WORK TASK —
All lines of the records below that contain the word "Display" must be listed.

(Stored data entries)
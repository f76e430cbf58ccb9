use std::path::Path;

use nix::errno::Errno;
use nix::mount::{MntFlags, MsFlags, mount, umount2};

use crate::error::{Error, Result};

const PROC: &str = "/proc";

/// Flags for the container's procfs: no set-uid programs, no execution, no device files.
pub const PROC_MOUNT_FLAGS: MsFlags = MsFlags::MS_NOSUID
    .union(MsFlags::MS_NOEXEC)
    .union(MsFlags::MS_NODEV);

/// Stops mount events in this namespace from propagating back to the host.
pub(crate) fn make_mounts_private() -> Result<()> {
    mount(
        None::<&str>,
        "/",
        None::<&str>,
        MsFlags::MS_REC | MsFlags::MS_PRIVATE,
        None::<&str>,
    )
    .map_err(|source| Error::Mount {
        target: "/".into(),
        source,
    })
}

/// Replaces whatever is mounted on `/proc` with a procfs for the current PID namespace.
///
/// Safe to call whether or not `/proc` is already mounted: an inherited mount
/// is lazily detached first, and a missing mount is not an error.
pub(crate) fn remount_proc() -> Result<()> {
    let proc = Path::new(PROC);
    match umount2(proc, MntFlags::MNT_DETACH) {
        // EINVAL: not a mountpoint, ENOENT: no /proc directory yet
        Ok(()) | Err(Errno::EINVAL) => {}
        Err(Errno::ENOENT) => {
            std::fs::create_dir_all(proc).map_err(|e| Error::io(proc, e))?;
        }
        Err(source) => {
            return Err(Error::Mount {
                target: proc.into(),
                source,
            });
        }
    }

    mount(
        Some("proc"),
        proc,
        Some("proc"),
        PROC_MOUNT_FLAGS,
        None::<&str>,
    )
    .map_err(|source| Error::Mount {
        target: proc.into(),
        source,
    })?;
    tracing::debug!("mounted fresh procfs on /proc");
    Ok(())
}
impl<A: BasisElement, R: EuclideanDomain> Summand<A, R> {
    /// A summand with the given generator and divisor.
    #[must_use]
    pub fn new(generator: FreeModule<A, R>, divisor: R) -> Self {
        Self { generator, divisor }
    }

    /// The generating element.
    #[must_use]
    pub fn generator(&self) -> &FreeModule<A, R> {
        &self.generator
    }

    /// The divisor; zero for a free summand.
    #[must_use]
    pub fn divisor(&self) -> &R {
        &self.divisor
    }

    /// Returns true if the summand is free.
    #[must_use]
    pub fn is_free(&self) -> bool {
        self.divisor.is_zero()
    }
}

impl<A, R: EuclideanDomain + fmt::Display> fmt::Display for Summand<A, R> {
    fn fmt(&self, f: &mut fmt::Formatter<'_>) -> fmt::Result {
        if self.divisor.is_zero() {
            write!(f, "{}", R::symbol())
        } else {
            write!(f, "{}/{}", R::symbol(), self.divisor)
        }
    }
}

/// A decomposed finitely presented module.
///
/// Summands are ordered torsion first, by divisibility, then free.
/// `transform` maps coordinates in `basis` to coordinates in the summand
/// generators.
#[derive(Clone, Debug)]
pub struct ModuleStructure<A, R> {
    summands: Vec<Summand<A, R>>,
    basis: Vec<A>,
    transform: SparseMatrix<R>,
}

impl<A: BasisElement, R: EuclideanDomain> ModuleStructure<A, R> {
    /// Decomposes the module generated by the columns of `generating` (n×k)
    /// modulo the relations in the columns of `relations` (n×l), both in
    /// coordinates of `basis`. `transition` (k×n) must satisfy
    /// `transition · generating = I_k`.
    ///
    /// # Panics
    ///
    /// Panics if the shapes disagree, if `k < l` or `n < k`, or if
    /// `transition` is not a left inverse of `generating`.
    #[must_use]
    pub fn decompose(
        basis: Vec<A>,
        generating: &SparseMatrix<R>,
        relations: &SparseMatrix<R>,
        transition: &SparseMatrix<R>,
    ) -> Self {
        Self::decompose_with(basis, generating, relations, transition, &ParallelConfig::default())
    }

    /// [`decompose`](Self::decompose) with explicit product parallelism.
    ///
    /// # Panics
    ///
    /// As for [`decompose`](Self::decompose).
    #[must_use]
    pub fn decompose_with(
        basis: Vec<A>,
        generating: &SparseMatrix<R>,
        relations: &SparseMatrix<R>,
        transition: &SparseMatrix<R>,
        parallel: &ParallelConfig,
    ) -> Self {
        let (n, k, l) = (generating.num_rows(), generating.num_cols(), relations.num_cols());
        assert_eq!(n, basis.len(), "generating matrix rows must match the basis");
        assert_eq!(relations.num_rows(), n, "relation matrix rows must match the basis");
        assert!(n >= k, "more generators ({k}) than basis elements ({n})");
        assert!(k >= l, "more relations ({l}) than generators ({k})");
        assert!(
            transition.num_rows() == k && transition.num_cols() == n,
            "transition matrix must be {k}×{n}"
        );
        assert!(
            transition.mul_with(generating, parallel) == SparseMatrix::identity(k),
            "transition matrix is not a left inverse of the generating matrix"
        );

        // Relations expressed in the generators.
        let r = transition.mul_with(relations, parallel);
        let e = r.eliminate_with(&EliminationConfig {
            form: MatrixForm::Smith,
            parallel: parallel.clone(),
        });

        let mut divisors = e.result().diagonal();
        divisors.resize(k, R::zero());
        divisors.retain(|d| !d.is_unit());
        let s = divisors.len();

        let new_generating = generating.mul_with(&e.log().left_inverse(k, Some(k - s..k)), parallel);
        let transform = e.left().submatrix_rows(k - s..k).mul_with(transition, parallel);

        let summands: Vec<_> = columns_as_elements(&new_generating, &basis)
            .into_iter()
            .zip(divisors)
            .map(|(z, d)| Summand::new(z, d))
            .collect();

        let structure = Self {
            summands,
            basis,
            transform,
        };
        debug!(
            generators = k,
            relations = l,
            rank = structure.rank(),
            torsion = s - structure.rank(),
            "module decomposed"
        );
        structure
    }

    /// Decomposes the module freely generated by `generators` modulo the
    /// columns of `relations`.
    ///
    /// # Panics
    ///
    /// Panics if `relations` has more columns than rows or its rows do not
    /// match `generators`.
    #[must_use]
    pub fn from_relations(generators: Vec<A>, relations: &SparseMatrix<R>) -> Self {
        let identity = SparseMatrix::identity(generators.len());
        Self::decompose(generators, &identity, relations, &identity)
    }

    /// [`from_relations`](Self::from_relations) with the relations given as a
    /// row-major grid with one row per generator.
    ///
    /// # Errors
    ///
    /// [`ModuleError::Linalg`] if the grid length is not a multiple of the
    /// number of generators matching `cols`.
    pub fn from_relation_grid(generators: Vec<A>, cols: usize, grid: Vec<R>) -> Result<Self> {
        let relations = SparseMatrix::try_from_grid(generators.len(), cols, grid)?;
        Ok(Self::from_relations(generators, &relations))
    }

    /// The trivial module.
    #[must_use]
    pub fn zero_module() -> Self {
        Self {
            summands: Vec::new(),
            basis: Vec::new(),
            transform: SparseMatrix::zero(0, 0),
        }
    }

    /// All summands, torsion first.
    #[must_use]
    pub fn summands(&self) -> &[Summand<A, R>] {
        &self.summands
    }

    /// The i-th summand.
    ///
    /// # Panics
    ///
    /// Panics if `i` is out of range.
    #[must_use]
    pub fn summand(&self, i: usize) -> &Summand<A, R> {
        &self.summands[i]
    }

    /// Generator of the i-th summand.
    ///
    /// # Panics
    ///
    /// Panics if `i` is out of range.
    #[must_use]
    pub fn generator(&self, i: usize) -> &FreeModule<A, R> {
        &self.summands[i].generator
    }

    /// Generators of all summands.
    #[must_use]
    pub fn generators(&self) -> Vec<FreeModule<A, R>> {
        self.summands.iter().map(|s| s.generator.clone()).collect()
    }

    /// The ambient basis.
    #[must_use]
    pub fn basis(&self) -> &[A] {
        &self.basis
    }

    /// The transition from ambient coordinates to summand coordinates.
    #[must_use]
    pub fn transform(&self) -> &SparseMatrix<R> {
        &self.transform
    }

    /// Number of free summands.
    #[must_use]
    pub fn rank(&self) -> usize {
        self.summands.iter().filter(|s| s.is_free()).count()
    }

    /// Divisors of the torsion summands.
    #[must_use]
    pub fn torsion_coefficients(&self) -> Vec<R> {
        self.summands
            .iter()
            .filter(|s| !s.is_free())
            .map(|s| s.divisor.clone())
            .collect()
    }

    /// Returns true for the zero module.
    #[must_use]
    pub fn is_trivial(&self) -> bool {
        self.summands.is_empty()
    }

    /// Returns true if there is no torsion.
    #[must_use]
    pub fn is_free(&self) -> bool {
        self.summands.iter().all(Summand::is_free)
    }

    /// The free summands.
    #[must_use]
    pub fn free_part(&self) -> Self {
        let indices: Vec<usize> = (0..self.summands.len())
            .filter(|&i| self.summands[i].is_free())
            .collect();
        self.sub_summands(&indices)
    }

    /// The torsion summands.
    #[must_use]
    pub fn torsion_part(&self) -> Self {
        let indices: Vec<usize> = (0..self.summands.len())
            .filter(|&i| !self.summands[i].is_free())
            .collect();
        self.sub_summands(&indices)
    }

    /// The summands of the form `R/n`. Passing zero selects the free part.
    #[must_use]
    pub fn order_n_torsion_part(&self, n: &R) -> Self {
        let indices: Vec<usize> = (0..self.summands.len())
            .filter(|&i| self.summands[i].divisor == *n)
            .collect();
        self.sub_summands(&indices)
    }

    /// The same invariants on an abstract basis `e0, e1, …`, one element per
    /// summand.
    #[must_use]
    pub fn as_abstract(&self) -> ModuleStructure<AbstractBasisElement, R> {
        ModuleStructure::from_invariants(self.rank(), self.torsion_coefficients())
    }

    /// The summands at `indices`, kept in their original order.
    ///
    /// # Panics
    ///
    /// Panics if an index is out of range.
    #[must_use]
    pub fn sub_summands(&self, indices: &[usize]) -> Self {
        let indices: BTreeSet<usize> = indices.iter().copied().collect();
        let summands = indices.iter().map(|&i| self.summands[i].clone()).collect();
        let transform = self
            .transform
            .submatrix_by(|i| indices.contains(&i), |_| true);
        Self {
            summands,
            basis: self.basis.clone(),
            transform,
        }
    }

    /// Coordinates of `z` in the summand generators. Torsion coordinates are
    /// reduced modulo their divisor; free coordinates are not.
    #[must_use]
    pub fn factorize(&self, z: &FreeModule<A, R>) -> Vec<R> {
        let v = self.transform.mul_vec(&z.coordinates(&self.basis));
        v.into_iter()
            .zip(&self.summands)
            .map(|(x, s)| if s.is_free() { x } else { x.rem(&s.divisor) })
            .collect()
    }

    /// Returns true if `z` vanishes in the module.
    #[must_use]
    pub fn element_is_zero(&self, z: &FreeModule<A, R>) -> bool {
        self.factorize(z).iter().all(|x| x.is_zero())
    }

    /// Returns true if `z1` and `z2` agree in the module.
    #[must_use]
    pub fn elements_are_equal(&self, z1: &FreeModule<A, R>, z2: &FreeModule<A, R>) -> bool {
        self.element_is_zero(&(z1 - z2))
    }

    fn to_record(&self) -> ModuleRecord<A, R> {
        ModuleRecord {
            summands: self.summands.clone(),
            basis: self.basis.clone(),
            transform: self.transform.clone(),
        }
    }

    fn from_record(record: ModuleRecord<A, R>) -> Result<Self> {
        let ModuleRecord {
            summands,
            basis,
            transform,
        } = record;

        if transform.num_rows() != summands.len() || transform.num_cols() != basis.len() {
            return Err(ModuleError::InconsistentRecord(format!(
                "transform is {}×{} but there are {} summands over {} basis elements",
                transform.num_rows(),
                transform.num_cols(),
                summands.len(),
                basis.len()
            )));
        }
        let known: BTreeSet<&A> = basis.iter().collect();
        if let Some(a) = summands
            .iter()
            .flat_map(|s| s.generator.iter().map(|(a, _)| a))
            .find(|a| !known.contains(a))
        {
            return Err(ModuleError::InconsistentRecord(format!(
                "generator uses {a:?}, which is not in the basis"
            )));
        }

        Ok(Self {
            summands,
            basis,
            transform,
        })
    }
}
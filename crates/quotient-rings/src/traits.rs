//! Algebraic structure traits.
//!
//! The elimination engine is generic over these traits and never inspects a
//! scalar beyond what they expose.

use std::cmp::Ordering;
use std::fmt::Debug;
use std::ops::{Add, Mul, Neg, Sub};

/// A commutative ring with identity.
///
/// # Laws
///
/// - Addition is associative and commutative with identity `zero()`
/// - Multiplication is associative and commutative with identity `one()`
/// - Multiplication distributes over addition
/// - Every element has an additive inverse (`neg`)
pub trait Ring:
    Clone
    + Eq
    + Debug
    + Send
    + Sync
    + Add<Output = Self>
    + Sub<Output = Self>
    + Mul<Output = Self>
    + Neg<Output = Self>
{
    /// The additive identity.
    fn zero() -> Self;

    /// The multiplicative identity.
    fn one() -> Self;

    /// Returns true if this is the additive identity.
    fn is_zero(&self) -> bool;

    /// Returns true if this is the multiplicative identity.
    fn is_one(&self) -> bool;

    /// Display name of the ring, e.g. `Z` or `F2[x]`.
    fn symbol() -> String;
}

/// A Euclidean domain supports division with remainder.
///
/// For any a, b with b ≠ 0, there exist q, r such that:
/// - a = b*q + r
/// - Either r = 0 or `degree(r) < degree(b)`
///
/// Elimination terminates because every restart of a pivot search strictly
/// decreases the pivot degree under `cmp_degree`.
pub trait EuclideanDomain: Ring {
    /// Computes the quotient and remainder of division.
    ///
    /// # Panics
    ///
    /// Panics if `other` is zero.
    fn div_rem(&self, other: &Self) -> (Self, Self);

    /// Computes the quotient of division.
    fn div(&self, other: &Self) -> Self {
        self.div_rem(other).0
    }

    /// Computes the remainder of division.
    fn rem(&self, other: &Self) -> Self {
        self.div_rem(other).1
    }

    /// The Euclidean function of a non-zero element.
    fn degree(&self) -> usize;

    /// Compares Euclidean degrees exactly.
    ///
    /// Rings whose degree may saturate `usize` override this.
    fn cmp_degree(&self, other: &Self) -> Ordering {
        self.degree().cmp(&other.degree())
    }

    /// Returns true if this element has a multiplicative inverse.
    fn is_unit(&self) -> bool;

    /// The multiplicative inverse of a unit, `None` otherwise.
    fn unit_inverse(&self) -> Option<Self>;

    /// A unit `u` such that `u * self` is the canonical associate of `self`
    /// (non-negative for Z, monic for polynomials).
    fn normalizing_unit(&self) -> Self {
        Self::one()
    }

    /// The canonical associate of `self`.
    fn normalized(&self) -> Self {
        self.normalizing_unit() * self.clone()
    }

    /// Returns true if `self` divides `other`.
    fn divides(&self, other: &Self) -> bool {
        if self.is_zero() {
            other.is_zero()
        } else {
            other.rem(self).is_zero()
        }
    }

    /// Computes the normalized greatest common divisor.
    fn gcd(&self, other: &Self) -> Self {
        let mut a = self.clone();
        let mut b = other.clone();

        while !b.is_zero() {
            let r = a.rem(&b);
            a = b;
            b = r;
        }

        a.normalized()
    }

    /// Computes the least common multiple.
    fn lcm(&self, other: &Self) -> Self {
        if self.is_zero() || other.is_zero() {
            return Self::zero();
        }
        let g = self.gcd(other);
        (self.div(&g) * other.clone()).normalized()
    }

    /// Extended Euclidean algorithm.
    ///
    /// Returns (gcd, x, y) such that gcd = self*x + other*y, with the gcd
    /// normalized.
    fn extended_gcd(&self, other: &Self) -> (Self, Self, Self) {
        let mut old_r = self.clone();
        let mut r = other.clone();
        let mut old_s = Self::one();
        let mut s = Self::zero();
        let mut old_t = Self::zero();
        let mut t = Self::one();

        while !r.is_zero() {
            let (q, rem) = old_r.div_rem(&r);
            old_r = r;
            r = rem;

            let new_s = old_s.clone() - q.clone() * s.clone();
            old_s = s;
            s = new_s;

            let new_t = old_t.clone() - q * t.clone();
            old_t = t;
            t = new_t;
        }

        let u = old_r.normalizing_unit();
        (u.clone() * old_r, u.clone() * old_s, u * old_t)
    }
}

/// A field is a ring where every non-zero element has a multiplicative inverse.
pub trait Field: EuclideanDomain {
    /// Computes the multiplicative inverse.
    ///
    /// Returns `None` if the element is zero.
    fn inv(&self) -> Option<Self>;

    /// Divides by another element.
    ///
    /// # Panics
    ///
    /// Panics if `other` is zero.
    fn field_div(&self, other: &Self) -> Self {
        match other.inv() {
            Some(inv) => self.clone() * inv,
            None => panic!("division by zero"),
        }
    }
}

#[cfg(test)]
mod tests {
    use super::*;
    use crate::Z;

    #[test]
    fn test_default_gcd_is_normalized() {
        assert_eq!(Z::new(-12).gcd(&Z::new(18)), Z::new(6));
        assert_eq!(Z::new(0).gcd(&Z::new(-5)), Z::new(5));
        assert_eq!(Z::new(-4).lcm(&Z::new(6)), Z::new(12));
    }

    #[test]
    fn test_divides() {
        assert!(Z::new(3).divides(&Z::new(-12)));
        assert!(!Z::new(5).divides(&Z::new(12)));
        assert!(Z::new(0).divides(&Z::new(0)));
        assert!(!Z::new(0).divides(&Z::new(1)));
    }

    #[test]
    fn test_extended_gcd_bezout() {
        let a = Z::new(-30);
        let b = Z::new(42);
        let (g, x, y) = a.extended_gcd(&b);
        assert_eq!(g, Z::new(6));
        assert_eq!(a * x + b * y, g);
    }
}
//! Reduction of sparse matrices to echelon, Hermite, diagonal and Smith form.
//!
//! An [`Eliminator`] owns the matrix being reduced together with the log of
//! every operation applied to it. Each target form is a [`Strategy`] run by
//! the same driver loop:
//!
//! ```text
//! prepare; while !is_done { iterate }; finish
//! ```
//!
//! Strategies compose: Hermite runs echelon in its `prepare`, diagonal
//! alternates row and column Hermite, Smith runs diagonal first. Column forms
//! run the row algorithm on the transposed matrix and transpose the logged
//! operations back.

mod diagonal;
mod echelon;
mod hermite;
mod smith;

use serde::{Deserialize, Serialize};
use tracing::{debug, trace};

use quotient_rings::traits::EuclideanDomain;

use crate::ops::{ElementaryOperation, OperationLog, Unit};
use crate::result::EliminationResult;
use crate::sparse_matrix::{Alignment, ParallelConfig, SparseMatrix};

use diagonal::Diagonal;
use echelon::{ColEchelon, RowEchelon};
use hermite::{ColHermite, RowHermite};
use smith::Smith;

/// The normal form an elimination reduces to.
#[derive(Clone, Copy, Debug, Default, PartialEq, Eq, Hash, Serialize, Deserialize)]
pub enum MatrixForm {
    /// Row echelon form: `L·A` with leading entries moving strictly right.
    RowEchelon,
    /// Column echelon form: `A·R`, the transpose of a row echelon form.
    ColEchelon,
    /// Row echelon form with entries above each pivot reduced modulo it.
    RowHermite,
    /// Column echelon form with entries left of each pivot reduced modulo it.
    ColHermite,
    /// Normalized entries on the leading diagonal only.
    Diagonal,
    /// Diagonal form whose entries divide their successors.
    #[default]
    Smith,
}

impl MatrixForm {
    /// Returns true for forms produced by row operations only.
    #[must_use]
    pub fn is_row_form(self) -> bool {
        matches!(self, Self::RowEchelon | Self::RowHermite)
    }

    /// Returns true for forms produced by column operations only.
    #[must_use]
    pub fn is_col_form(self) -> bool {
        matches!(self, Self::ColEchelon | Self::ColHermite)
    }

    /// Returns true for the diagonal and Smith forms.
    #[must_use]
    pub fn is_diagonal(self) -> bool {
        matches!(self, Self::Diagonal | Self::Smith)
    }
}

/// Options for a single elimination run.
#[derive(Clone, Debug, Default)]
pub struct EliminationConfig {
    /// Target form.
    pub form: MatrixForm,
    /// Parallelism of the matrix products behind derived views.
    pub parallel: ParallelConfig,
}

impl EliminationConfig {
    /// Configuration for `form` with default parallelism.
    #[must_use]
    pub fn new(form: MatrixForm) -> Self {
        Self {
            form,
            parallel: ParallelConfig::default(),
        }
    }
}

/// A reduction step driven by [`Eliminator::run`].
pub(crate) trait Strategy<R: EuclideanDomain> {
    fn prepare(&mut self, _e: &mut Eliminator<R>) {}

    fn is_done(&self, e: &Eliminator<R>) -> bool;

    fn iterate(&mut self, e: &mut Eliminator<R>);

    fn finish(&mut self, _e: &mut Eliminator<R>) {}
}

/// The matrix under reduction and the operations applied so far.
pub(crate) struct Eliminator<R> {
    target: SparseMatrix<R>,
    log: OperationLog<R>,
}

impl<R: EuclideanDomain> Eliminator<R> {
    pub(crate) fn new(target: SparseMatrix<R>) -> Self {
        Self {
            target,
            log: OperationLog::new(),
        }
    }

    pub(crate) fn target(&self) -> &SparseMatrix<R> {
        &self.target
    }

    pub(crate) fn into_parts(self) -> (SparseMatrix<R>, OperationLog<R>) {
        (self.target, self.log)
    }

    pub(crate) fn run<S: Strategy<R>>(&mut self, mut strategy: S) {
        strategy.prepare(self);
        while !strategy.is_done(self) {
            strategy.iterate(self);
        }
        strategy.finish(self);
    }

    /// Runs `strategy` on the transpose, then transposes the matrix and every
    /// logged operation back.
    pub(crate) fn run_transposed<S: Strategy<R>>(&mut self, strategy: S) {
        let (rows, cols) = (self.target.num_rows(), self.target.num_cols());
        let target = std::mem::replace(&mut self.target, SparseMatrix::zero(rows, cols));

        trace!(rows = cols, cols = rows, "running on transpose");
        let mut sub = Eliminator::new(target.transposed());
        sub.run(strategy);

        let (target, log) = sub.into_parts();
        self.target = target.transposed();
        self.log.append_transposed(log);
    }

    pub(crate) fn run_form(&mut self, form: MatrixForm) {
        match form {
            MatrixForm::RowEchelon => self.run(RowEchelon::default()),
            MatrixForm::ColEchelon => self.run(ColEchelon::default()),
            MatrixForm::RowHermite => self.run(RowHermite::default()),
            MatrixForm::ColHermite => self.run(ColHermite::default()),
            MatrixForm::Diagonal => self.run(Diagonal),
            MatrixForm::Smith => self.run(Smith::default()),
        }
    }

    /// Applies and records `op`. Operations that change nothing are dropped.
    pub(crate) fn apply(&mut self, op: ElementaryOperation<R>) {
        if op.is_identity() {
            return;
        }
        trace!(?op, "apply");
        op.apply(&mut self.target);
        self.log.push(op);
    }

    /// Scales row `i`, whose leading entry is `a`, so that `a` is normalized.
    pub(crate) fn normalize_row(&mut self, i: usize, a: &R) {
        if let Some(by) = Unit::new(a.normalizing_unit()) {
            self.apply(ElementaryOperation::MulRow { at: i, by });
        }
    }

    pub(crate) fn align(&mut self, alignment: Alignment) {
        self.target.set_alignment(alignment);
    }
}

impl<R: EuclideanDomain> SparseMatrix<R> {
    /// Reduces a copy of this matrix to `form`.
    ///
    /// ```
    /// use quotient_linalg::{MatrixForm, SparseMatrix};
    /// use quotient_rings::Z;
    ///
    /// let a = SparseMatrix::from_rows(vec![
    ///     vec![Z::new(2), Z::new(0)],
    ///     vec![Z::new(0), Z::new(3)],
    /// ]);
    /// let e = a.eliminate(MatrixForm::Smith);
    /// assert_eq!(e.diagonal().unwrap(), &[Z::new(1), Z::new(6)]);
    /// ```
    #[must_use]
    pub fn eliminate(&self, form: MatrixForm) -> EliminationResult<R> {
        self.eliminate_with(&EliminationConfig::new(form))
    }

    /// Reduces a copy of this matrix as configured.
    #[must_use]
    pub fn eliminate_with(&self, config: &EliminationConfig) -> EliminationResult<R> {
        debug!(
            form = ?config.form,
            rows = self.num_rows(),
            cols = self.num_cols(),
            nnz = self.nnz(),
            "elimination started"
        );

        let mut eliminator = Eliminator::new(self.clone());
        eliminator.run_form(config.form);
        let (result, log) = eliminator.into_parts();

        debug!(
            form = ?config.form,
            row_ops = log.row_ops().len(),
            col_ops = log.col_ops().len(),
            "elimination finished"
        );

        EliminationResult::new(config.form, result, log, config.parallel.clone())
    }
}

RESPONSE TO THIS TASK —
impl<A, R: EuclideanDomain + fmt::Display> fmt::Display for Summand<A, R> {
    /// Display name of the ring, e.g. `Z` or `F2[x]`.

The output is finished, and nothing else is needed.